# Records shown
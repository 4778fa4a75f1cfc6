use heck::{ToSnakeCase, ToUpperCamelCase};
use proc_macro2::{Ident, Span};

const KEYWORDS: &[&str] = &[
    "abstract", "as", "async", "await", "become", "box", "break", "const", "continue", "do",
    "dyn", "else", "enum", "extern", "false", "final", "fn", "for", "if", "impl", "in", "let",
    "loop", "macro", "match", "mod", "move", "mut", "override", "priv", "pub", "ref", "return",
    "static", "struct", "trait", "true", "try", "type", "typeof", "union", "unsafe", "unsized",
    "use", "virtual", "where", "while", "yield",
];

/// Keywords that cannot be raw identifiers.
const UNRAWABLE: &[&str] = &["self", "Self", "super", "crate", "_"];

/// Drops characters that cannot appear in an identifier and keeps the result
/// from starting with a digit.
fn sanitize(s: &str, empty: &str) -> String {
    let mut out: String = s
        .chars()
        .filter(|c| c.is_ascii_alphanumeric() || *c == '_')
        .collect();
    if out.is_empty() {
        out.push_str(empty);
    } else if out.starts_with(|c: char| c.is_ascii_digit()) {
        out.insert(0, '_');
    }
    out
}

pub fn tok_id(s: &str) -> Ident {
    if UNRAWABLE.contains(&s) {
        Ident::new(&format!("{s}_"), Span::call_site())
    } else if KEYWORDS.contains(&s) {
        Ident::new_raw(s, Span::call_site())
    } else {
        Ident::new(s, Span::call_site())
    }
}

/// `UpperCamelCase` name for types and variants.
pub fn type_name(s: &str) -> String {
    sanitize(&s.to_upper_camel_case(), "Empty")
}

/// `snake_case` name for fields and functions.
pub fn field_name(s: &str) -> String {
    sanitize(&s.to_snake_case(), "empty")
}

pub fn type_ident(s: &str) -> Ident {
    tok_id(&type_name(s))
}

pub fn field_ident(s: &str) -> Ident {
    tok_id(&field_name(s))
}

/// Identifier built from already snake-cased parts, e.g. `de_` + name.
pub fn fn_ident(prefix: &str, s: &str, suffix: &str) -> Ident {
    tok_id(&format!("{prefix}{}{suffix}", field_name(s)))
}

# The problem
Nothing should be returned except the lines from the one containing "pub fn type_name(s: &str)" through the last line of the data, each restated word for word.

# Task answer
pub fn type_name(s: &str) -> String {
    sanitize(&s.to_upper_camel_case(), "Empty")
}

/// `snake_case` name for fields and functions.
pub fn field_name(s: &str) -> String {
    sanitize(&s.to_snake_case(), "empty")
}

pub fn type_ident(s: &str) -> Ident {
    tok_id(&type_name(s))
}

pub fn field_ident(s: &str) -> Ident {
    tok_id(&field_name(s))
}

/// Identifier built from already snake-cased parts, e.g. `de_` + name.
pub fn fn_ident(prefix: &str, s: &str, suffix: &str) -> Ident {
    tok_id(&format!("{prefix}{}{suffix}", field_name(s)))
}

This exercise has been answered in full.